23 March 2009

1(a by ee cummings

It is spring (or almost so!) and Lent as well: a bittersweet and holy time of preparation for new growth and new life even as older things die away or fall by the wayside. This morning I found myself thinking of a poem by ee cummings, one of the most perfect poems I have ever read or seen. I wanted to share it here because in just four words (give or take!) it captures the bittersweetness of this time so very well, and, in its own way it captures the nature of the eremitical vocation too. Like a single raindrop, or a diamond culled from the earth it encapsulates the story of the cosmos. I would ask you to pay attention to every nuance in the orthography, the ambiguities in meaning, what cummings manages to suggest visually by his division and spacing of letters, what happens within and without the parentheses, etc. Remember too that in the original font the lower case L looked like a 1 -- something I tried to duplicate but which is unclear in the published version.



l(a

le
af
fa

ll

s)
one
l

iness

So, when I read this poem I see two interrelated portions. Outside the parentheses there is: 1 (. . .) oneliness and this can also be read as loneliness. The section within the parentheses captures the fall of a leaf: "a leaf falls" with the visual zig-zagging or to-ing and fro-ing that might occur during such an event.

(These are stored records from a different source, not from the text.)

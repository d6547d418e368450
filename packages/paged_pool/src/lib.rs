#![cfg_attr(coverage_nightly, feature(coverage_attribute))]

//! A pool of fixed-size memory blocks that grows and shrinks in whole pages.
//!
//! This crate provides [`PagedPool`], an allocator for many same-sized blocks of raw memory.
//! Instead of asking the global allocator for every block, the pool obtains large pages and
//! hands out their blocks one at a time, making both allocation and release O(1).
//!
//! # Key Features
//!
//! - **Fixed-size blocks**: Every block has the same word-aligned payload size, chosen when the
//!   pool is created
//! - **Stable memory addresses**: Blocks never move once allocated
//! - **Page-based growth**: New pages are sized from the existing capacity according to a
//!   [`GrowthPolicy`]
//! - **Page retirement**: Pages whose blocks have all been released are returned to the system,
//!   subject to a [`RetentionPolicy`]
//! - **Misuse detection**: Releasing a block twice, into the wrong pool or through a stale
//!   handle whose memory was since retired or reused is reported as an [`Error`] instead of
//!   corrupting the pool
//! - **Ordered traversal**: A bidirectional [`Cursor`] and a double-ended [`Blocks`] iterator
//!   visit the allocated blocks in page creation order
//! - **Thread mobility**: The pool can be moved between threads (but not shared without
//!   synchronization)
//!
//! The pool only manages memory. It never reads or writes block payloads and never drops any
//! value a caller stores in them.
//!
//! # Examples
//!
//! ## Basic usage
//!
//! ```rust
//! use paged_pool::{GrowthPolicy, PagedPool};
//! use new_zealand::nz;
//!
//! let mut pool = PagedPool::new(size_of::<u64>(), nz!(64), GrowthPolicy::Double).unwrap();
//!
//! let block = pool.allocate().unwrap();
//!
//! // SAFETY: The payload is word-aligned, large enough for a u64 and ours until released.
//! unsafe {
//!     block.ptr().cast::<u64>().write(42);
//!     assert_eq!(block.ptr().cast::<u64>().read(), 42);
//! }
//!
//! pool.release(block);
//! ```
//!
//! ## Detecting misuse
//!
//! ```rust
//! use paged_pool::{Error, PagedPool};
//!
//! let mut pool = PagedPool::builder().block_size(16).build().unwrap();
//! let mut other_pool = PagedPool::builder().block_size(16).build().unwrap();
//!
//! let block = pool.allocate().unwrap();
//!
//! assert_eq!(other_pool.try_release(block), Err(Error::ForeignBlock));
//! assert_eq!(pool.try_release(block), Ok(()));
//! ```
//!
//! ## Walking allocated blocks
//!
//! ```rust
//! use paged_pool::{GrowthPolicy, PagedPool};
//! use new_zealand::nz;
//!
//! let mut pool = PagedPool::new(8, nz!(2), GrowthPolicy::Double).unwrap();
//!
//! let blocks: Vec<_> = (0..5).map(|_| pool.allocate().unwrap()).collect();
//! pool.release(blocks[1]);
//!
//! assert_eq!(pool.iter().count(), 4);
//! assert_eq!(pool.iter().next_back(), Some(blocks[4]));
//! ```

mod block;
mod block_meta;
mod builder;
mod coordinates;
mod cursor;
mod drop_policy;
mod dump;
mod error;
mod growth_policy;
mod page;
mod pool;
mod retention_policy;
mod slot_layout;

pub use block::Block;
pub(crate) use block_meta::*;
pub use builder::*;
pub(crate) use coordinates::*;
pub use cursor::{Blocks, Cursor};
pub use drop_policy::*;
pub(crate) use dump::*;
pub use error::{Error, Result};
pub use growth_policy::*;
pub(crate) use page::*;
pub use pool::PagedPool;
pub(crate) use pool::DEFAULT_BLOCKS_PER_PAGE;
pub use retention_policy::*;
pub(crate) use slot_layout::*;
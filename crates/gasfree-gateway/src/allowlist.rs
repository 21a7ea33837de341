//! Caller allow-list enforced ahead of every route.

use axum::{
	extract::{ConnectInfo, Request, State},
	middleware::Next,
	response::{IntoResponse, Response},
};
use gasfree_types::APIError;
use std::collections::HashSet;
use std::net::{IpAddr, SocketAddr};
use std::sync::Arc;

/// Set of caller IPs allowed to reach the gateway.
///
/// Entries and callers are both canonicalized, so `::ffff:127.0.0.1` and
/// `127.0.0.1` are the same caller.
#[derive(Debug, Clone)]
pub struct AllowList {
	addresses: HashSet<IpAddr>,
}

impl AllowList {
	pub fn new(addresses: impl IntoIterator<Item = IpAddr>) -> Self {
		Self {
			addresses: addresses.into_iter().map(|ip| ip.to_canonical()).collect(),
		}
	}

	pub fn permits(&self, caller: IpAddr) -> bool {
		self.addresses.contains(&caller.to_canonical())
	}
}

/// Rejects callers outside the allow-list with 403 before the request body
/// is read.
pub async fn enforce_allowlist(
	State(allow_list): State<Arc<AllowList>>,
	ConnectInfo(peer): ConnectInfo<SocketAddr>,
	request: Request,
	next: Next,
) -> Response {
	if !allow_list.permits(peer.ip()) {
		tracing::warn!(
			caller = %peer.ip(),
			method = %request.method(),
			path = %request.uri().path(),
			"Access denied: caller not in allow-list"
		);
		return APIError::Forbidden {
			message: format!("Caller {} is not allowed", peer.ip()),
		}
		.into_response();
	}
	next.run(request).await
}

#[cfg(test)]
mod tests {
	use super::*;
	use std::net::{Ipv4Addr, Ipv6Addr};

	#[test]
	fn test_mapped_and_plain_forms_match() {
		let list = AllowList::new([IpAddr::V4(Ipv4Addr::LOCALHOST)]);
		let mapped = IpAddr::V6(Ipv4Addr::LOCALHOST.to_ipv6_mapped());

		assert!(list.permits(IpAddr::V4(Ipv4Addr::LOCALHOST)));
		assert!(list.permits(mapped));
		assert!(!list.permits(IpAddr::V6(Ipv6Addr::LOCALHOST)));
		assert!(!list.permits("10.0.0.1".parse().unwrap()));
	}

	#[test]
	fn test_mapped_entry_admits_plain_caller() {
		let list = AllowList::new(["::ffff:10.0.0.9".parse::<IpAddr>().unwrap()]);
		assert!(list.permits("10.0.0.9".parse().unwrap()));
	}
}
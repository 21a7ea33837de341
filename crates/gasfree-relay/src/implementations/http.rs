//! HTTP implementation of the relay interface.

use crate::{RelayError, RelayInterface, RequestAuthenticator};
use async_trait::async_trait;
use gasfree_types::{
	current_timestamp, AccountInfo, Address, ProviderList, RelayEnvelope, RelayProvider,
	RelayToken, SubmitPayload, TokenList, TransferRecord,
};
use reqwest::header::{AUTHORIZATION, CONTENT_TYPE};
use reqwest::{Method, RequestBuilder, Url};
use serde::de::DeserializeOwned;
use std::time::Duration;

const TOKENS_ENDPOINT: &str = "/api/v1/config/token/all";
const PROVIDERS_ENDPOINT: &str = "/api/v1/config/provider/all";
const SUBMIT_ENDPOINT: &str = "/api/v1/gasfree/submit";

/// Longest slice of an unparseable error body kept in an error message.
const MAX_ERROR_BODY: usize = 200;

/// Relay client speaking the GasFree REST API over HTTP.
pub struct HttpRelayClient {
	client: reqwest::Client,
	/// Network base URL without trailing slash, e.g. `https://open-test.gasfree.io/nile`.
	base_url: String,
	auth: RequestAuthenticator,
}

impl HttpRelayClient {
	/// Creates a client for the relay at `base_url`.
	///
	/// `timeout` bounds every request end to end.
	pub fn new(
		base_url: &str,
		auth: RequestAuthenticator,
		timeout: Duration,
	) -> Result<Self, RelayError> {
		let base_url = base_url.trim_end_matches('/').to_string();
		Url::parse(&base_url).map_err(|e| {
			RelayError::Configuration(format!("invalid relay url '{}': {}", base_url, e))
		})?;

		let client = reqwest::Client::builder()
			.pool_idle_timeout(Duration::from_secs(90))
			.pool_max_idle_per_host(10)
			.timeout(timeout)
			.build()
			.map_err(|e| RelayError::Configuration(format!("failed to build HTTP client: {}", e)))?;

		Ok(Self {
			client,
			base_url,
			auth,
		})
	}

	fn url(&self, endpoint: &str) -> Result<Url, RelayError> {
		Url::parse(&format!("{}{}", self.base_url, endpoint))
			.map_err(|e| RelayError::InvalidRequest(format!("{}: {}", endpoint, e)))
	}

	/// Builds a request carrying the authentication headers. The signed path
	/// is the full URL path, base prefix included.
	fn prepare(&self, method: Method, endpoint: &str) -> Result<RequestBuilder, RelayError> {
		let url = self.url(endpoint)?;
		let timestamp = current_timestamp();
		let signature = self.auth.sign(method.as_str(), url.path(), timestamp);

		Ok(self
			.client
			.request(method, url)
			.header("Timestamp", timestamp.to_string())
			.header(AUTHORIZATION, self.auth.authorization_header(&signature))
			.header(CONTENT_TYPE, "application/json"))
	}

	/// Sends the request and unwraps the relay envelope.
	async fn execute<T: DeserializeOwned>(
		&self,
		endpoint: &str,
		request: RequestBuilder,
	) -> Result<T, RelayError> {
		tracing::debug!(endpoint, "Relay request");

		let response = request.send().await.map_err(|e| {
			let reason = if e.is_timeout() {
				"request timed out".to_string()
			} else {
				e.to_string()
			};
			tracing::warn!(endpoint, error = %reason, "Relay request failed");
			RelayError::Unreachable(reason)
		})?;

		let status = response.status();
		let body = response
			.text()
			.await
			.map_err(|e| RelayError::Unreachable(format!("failed to read response: {}", e)))?;

		if !status.is_success() {
			let message = serde_json::from_str::<RelayEnvelope<serde_json::Value>>(&body)
				.map(|envelope| envelope.describe())
				.unwrap_or_else(|_| body.chars().take(MAX_ERROR_BODY).collect());
			tracing::warn!(endpoint, status = status.as_u16(), %message, "Relay rejected request");
			return Err(RelayError::Rejected {
				status: i64::from(status.as_u16()),
				message,
			});
		}

		let envelope: RelayEnvelope<T> = serde_json::from_str(&body)
			.map_err(|e| RelayError::InvalidResponse(format!("{}: {}", endpoint, e)))?;

		if !envelope.is_success() {
			let message = envelope.describe();
			tracing::warn!(endpoint, code = envelope.code, %message, "Relay returned error code");
			return Err(RelayError::Rejected {
				status: envelope.code,
				message,
			});
		}

		envelope
			.data
			.ok_or_else(|| RelayError::InvalidResponse(format!("{} returned no data", endpoint)))
	}

	async fn get<T: DeserializeOwned>(&self, endpoint: &str) -> Result<T, RelayError> {
		let request = self.prepare(Method::GET, endpoint)?;
		self.execute(endpoint, request).await
	}
}

#[async_trait]
impl RelayInterface for HttpRelayClient {
	async fn list_tokens(&self) -> Result<Vec<RelayToken>, RelayError> {
		let list: TokenList = self.get(TOKENS_ENDPOINT).await?;
		Ok(list.tokens)
	}

	async fn list_providers(&self) -> Result<Vec<RelayProvider>, RelayError> {
		let list: ProviderList = self.get(PROVIDERS_ENDPOINT).await?;
		Ok(list.providers)
	}

	async fn get_account_info(&self, address: &Address) -> Result<AccountInfo, RelayError> {
		self.get(&format!("/api/v1/address/{}", address)).await
	}

	async fn submit(&self, payload: SubmitPayload) -> Result<TransferRecord, RelayError> {
		let request = self.prepare(Method::POST, SUBMIT_ENDPOINT)?.json(&payload);
		let record: TransferRecord = self.execute(SUBMIT_ENDPOINT, request).await?;
		tracing::info!(trace_id = %record.id, state = %record.state, "Authorization submitted");
		Ok(record)
	}

	async fn get_status(&self, trace_id: &str) -> Result<TransferRecord, RelayError> {
		if trace_id.is_empty()
			|| !trace_id
				.chars()
				.all(|c| c.is_ascii_alphanumeric() || c == '-' || c == '_')
		{
			return Err(RelayError::InvalidRequest(format!(
				"'{}' is not a valid trace id",
				trace_id
			)));
		}
		self.get(&format!("/api/v1/gasfree/{}", trace_id)).await
	}
}

#[cfg(test)]
mod tests {
	use super::*;
	use axum::{
		extract::{Path, Request},
		http::{HeaderMap, StatusCode},
		middleware::{self, Next},
		response::{IntoResponse, Response},
		routing::{get, post},
		Json, Router,
	};
	use gasfree_types::{AuthorizationMessage, SecretString, TransferState};
	use serde_json::{json, Value};

	fn authenticator() -> RequestAuthenticator {
		RequestAuthenticator::new("key-1", &SecretString::from("test-secret")).unwrap()
	}

	/// Rejects requests whose Authorization header does not match the HMAC
	/// of method, full path and the Timestamp header.
	async fn check_auth(request: Request, next: Next) -> Response {
		let headers = request.headers();
		let timestamp = headers
			.get("Timestamp")
			.and_then(|v| v.to_str().ok())
			.and_then(|v| v.parse::<u64>().ok());
		let content_type_ok = headers
			.get(CONTENT_TYPE)
			.is_some_and(|v| v.as_bytes() == b"application/json");

		let expected = timestamp.map(|ts| {
			let auth = authenticator();
			auth.authorization_header(&auth.sign(request.method().as_str(), request.uri().path(), ts))
		});
		let received = headers.get(AUTHORIZATION).and_then(|v| v.to_str().ok());

		if !content_type_ok || expected.is_none() || expected.as_deref() != received {
			return (
				StatusCode::UNAUTHORIZED,
				Json(json!({ "code": 401, "reason": "Unauthorized", "message": "bad signature" })),
			)
				.into_response();
		}
		next.run(request).await
	}

	fn envelope(data: Value) -> Json<Value> {
		Json(json!({ "code": 200, "reason": null, "message": null, "data": data }))
	}

	fn relay_app() -> Router {
		Router::new()
			.route(
				"/nile/api/v1/config/token/all",
				get(|| async {
					envelope(json!({ "tokens": [
						{ "tokenAddress": "TR7NHqjeKQxGTCi8q8ZY4pL8otSzgjLj6t", "symbol": "USDT", "decimal": 6 },
						{ "tokenAddress": "TEdvoHEatmDKvTh3o9vBRB9Vdtbhn4QFhy", "symbol": "OTHER", "decimal": 18 }
					] }))
				}),
			)
			.route(
				"/nile/api/v1/config/provider/all",
				get(|| async {
					envelope(json!({ "providers": [
						{ "address": "TBXSw8fM4jpQkGc6zZjsVABFpVN7UvXPdV", "name": "Provider-1",
						  "config": { "defaultDeadlineDuration": 180 } }
					] }))
				}),
			)
			.route(
				"/nile/api/v1/address/{address}",
				get(|Path(address): Path<String>| async move {
					envelope(json!({ "accountAddress": address, "active": true, "nonce": 7, "allowSubmit": true }))
				}),
			)
			.route(
				"/nile/api/v1/gasfree/submit",
				post(|Json(body): Json<Value>| async move {
					let object = body.as_object().cloned().unwrap_or_default();
					if object.len() != 10 || !object.contains_key("sig") {
						return Json(json!({ "code": 400, "reason": "BadRequest", "message": "malformed payload" }));
					}
					envelope(json!({ "id": "trace-123", "state": "WAITING", "amount": object["value"] }))
				}),
			)
			.route(
				"/nile/api/v1/gasfree/{trace_id}",
				get(|Path(trace_id): Path<String>| async move {
					envelope(json!({ "id": trace_id, "state": "SUCCEED", "txnHash": "abc" }))
				}),
			)
			.layer(middleware::from_fn(check_auth))
	}

	async fn spawn(app: Router) -> String {
		let listener = tokio::net::TcpListener::bind("127.0.0.1:0").await.unwrap();
		let addr = listener.local_addr().unwrap();
		tokio::spawn(async move {
			axum::serve(listener, app).await.unwrap();
		});
		format!("http://{}/nile", addr)
	}

	fn client(base_url: &str, timeout: Duration) -> HttpRelayClient {
		HttpRelayClient::new(base_url, authenticator(), timeout).unwrap()
	}

	fn payload() -> SubmitPayload {
		SubmitPayload {
			message: AuthorizationMessage {
				token: "TR7NHqjeKQxGTCi8q8ZY4pL8otSzgjLj6t".into(),
				service_provider: "TBXSw8fM4jpQkGc6zZjsVABFpVN7UvXPdV".into(),
				user: "TYBNgWfhGuNzdLtjKtxXTfskAhTbMcqbaG".into(),
				receiver: "TD5gsCwxykWsLN9aPrq2TAfNjByuZKYp4E".into(),
				value: "5000000".into(),
				max_fee: "11000000".into(),
				deadline: "1700000180".into(),
				version: "1".into(),
				nonce: "7".into(),
			},
			sig: "ab".repeat(65),
		}
	}

	#[tokio::test]
	async fn test_authenticated_reads() {
		let base = spawn(relay_app()).await;
		let relay = client(&format!("{}/", base), Duration::from_secs(5));

		let tokens = relay.list_tokens().await.unwrap();
		assert_eq!(tokens.len(), 2);
		assert_eq!(tokens[0].token_address, "TR7NHqjeKQxGTCi8q8ZY4pL8otSzgjLj6t");

		let providers = relay.list_providers().await.unwrap();
		assert_eq!(providers[0].address, "TBXSw8fM4jpQkGc6zZjsVABFpVN7UvXPdV");

		let user: Address = "TYBNgWfhGuNzdLtjKtxXTfskAhTbMcqbaG".parse().unwrap();
		let info = relay.get_account_info(&user).await.unwrap();
		assert_eq!(info.nonce, Some(7));
		assert_eq!(info.account_address.as_deref(), Some("TYBNgWfhGuNzdLtjKtxXTfskAhTbMcqbaG"));
	}

	#[tokio::test]
	async fn test_submit_and_status() {
		let relay = client(&spawn(relay_app()).await, Duration::from_secs(5));

		let record = relay.submit(payload()).await.unwrap();
		assert_eq!(record.id, "trace-123");
		assert_eq!(record.status(), TransferState::Pending("WAITING".into()));
		assert_eq!(record.extra["amount"], "5000000");

		let status = relay.get_status(&record.id).await.unwrap();
		assert_eq!(status.status(), TransferState::Confirmed);
		assert_eq!(status.txn_hash.as_deref(), Some("abc"));
	}

	#[tokio::test]
	async fn test_wrong_secret_is_rejected_not_unreachable() {
		let base = spawn(relay_app()).await;
		let wrong = RequestAuthenticator::new("key-1", &SecretString::from("wrong")).unwrap();
		let relay = HttpRelayClient::new(&base, wrong, Duration::from_secs(5)).unwrap();

		match relay.list_tokens().await {
			Err(RelayError::Rejected { status, message }) => {
				assert_eq!(status, 401);
				assert_eq!(message, "Unauthorized: bad signature");
			},
			other => panic!("expected rejection, got {:?}", other),
		}
	}

	#[tokio::test]
	async fn test_envelope_error_code_is_rejection() {
		let app = Router::new().route(
			"/nile/api/v1/gasfree/submit",
			post(|| async {
				Json(json!({ "code": 500, "reason": "InternalError", "message": "nonce expired" }))
			}),
		);
		let relay = client(&spawn(app).await, Duration::from_secs(5));

		let err = relay.submit(payload()).await.unwrap_err();
		assert_eq!(
			err,
			RelayError::Rejected {
				status: 500,
				message: "InternalError: nonce expired".into()
			}
		);
		assert!(err.is_reachable());
	}

	#[tokio::test]
	async fn test_unparseable_bodies() {
		let app = Router::new()
			.route("/nile/api/v1/config/token/all", get(|| async { "<html>oops</html>" }))
			.route(
				"/nile/api/v1/config/provider/all",
				get(|| async { (StatusCode::BAD_GATEWAY, "upstream down") }),
			)
			.route(
				"/nile/api/v1/gasfree/{id}",
				get(|| async { Json(json!({ "code": 200 })) }),
			);
		let relay = client(&spawn(app).await, Duration::from_secs(5));

		assert!(matches!(
			relay.list_tokens().await,
			Err(RelayError::InvalidResponse(_))
		));
		assert_eq!(
			relay.list_providers().await.unwrap_err(),
			RelayError::Rejected {
				status: 502,
				message: "upstream down".into()
			}
		);
		assert!(matches!(
			relay.get_status("trace-1").await,
			Err(RelayError::InvalidResponse(_))
		));
	}

	#[tokio::test]
	async fn test_unreachable_relay() {
		let listener = tokio::net::TcpListener::bind("127.0.0.1:0").await.unwrap();
		let addr = listener.local_addr().unwrap();
		drop(listener);

		let relay = client(&format!("http://{}/nile", addr), Duration::from_secs(5));
		let err = relay.list_tokens().await.unwrap_err();
		assert!(matches!(err, RelayError::Unreachable(_)));
		assert!(!err.is_reachable());
		assert!(!err.to_failure().status);
	}

	#[tokio::test]
	async fn test_timeout_is_unreachable() {
		let app = Router::new().route(
			"/nile/api/v1/config/token/all",
			get(|| async {
				tokio::time::sleep(Duration::from_secs(5)).await;
				envelope(json!({ "tokens": [] }))
			}),
		);
		let relay = client(&spawn(app).await, Duration::from_millis(200));

		assert_eq!(
			relay.list_tokens().await.unwrap_err(),
			RelayError::Unreachable("request timed out".into())
		);
	}

	#[tokio::test]
	async fn test_trace_id_must_be_a_path_segment() {
		let relay = client("http://127.0.0.1:1/nile", Duration::from_secs(1));
		for bad in ["", "../submit", "a?b=c", "a/b"] {
			assert!(matches!(
				relay.get_status(bad).await,
				Err(RelayError::InvalidRequest(_))
			));
		}
	}

	#[tokio::test]
	async fn test_signed_path_excludes_host_and_keeps_prefix() {
		let app = Router::new().route(
			"/nile/api/v1/config/token/all",
			get(|headers: HeaderMap| async move {
				let ts: u64 = headers["Timestamp"].to_str().unwrap().parse().unwrap();
				let auth = authenticator();
				let expected =
					auth.authorization_header(&auth.sign("GET", "/nile/api/v1/config/token/all", ts));
				assert_eq!(headers[AUTHORIZATION].to_str().unwrap(), expected);
				envelope(json!({ "tokens": [] }))
			}),
		);
		let relay = client(&spawn(app).await, Duration::from_secs(5));
		assert!(relay.list_tokens().await.unwrap().is_empty());
	}

	#[test]
	fn test_invalid_base_url() {
		assert!(matches!(
			HttpRelayClient::new("not a url", authenticator(), Duration::from_secs(1)),
			Err(RelayError::Configuration(_))
		));
	}
}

The fall of the leaf points to an entire life cycle --- a cycle we each reprise as individuals. For ee cummings I think that "oneliness" or being "1" also points to integrity and integrity is a challenging and lonely business sometimes. It involves dying -- and for the hermit dying to self as well as living and dying "alone". Ultimately, however, every life is essentially solitary. For e.e. cummings a leaf is completely itself --- and so too are we each meant to be. This essential integrity as value, especially as it linked to love and the capacity for love (including love of God) seems to me to run throughout cummings' poetry. The beauty and simplicity of such a life is certainly captured amazingly well in this poem-as-snapshot.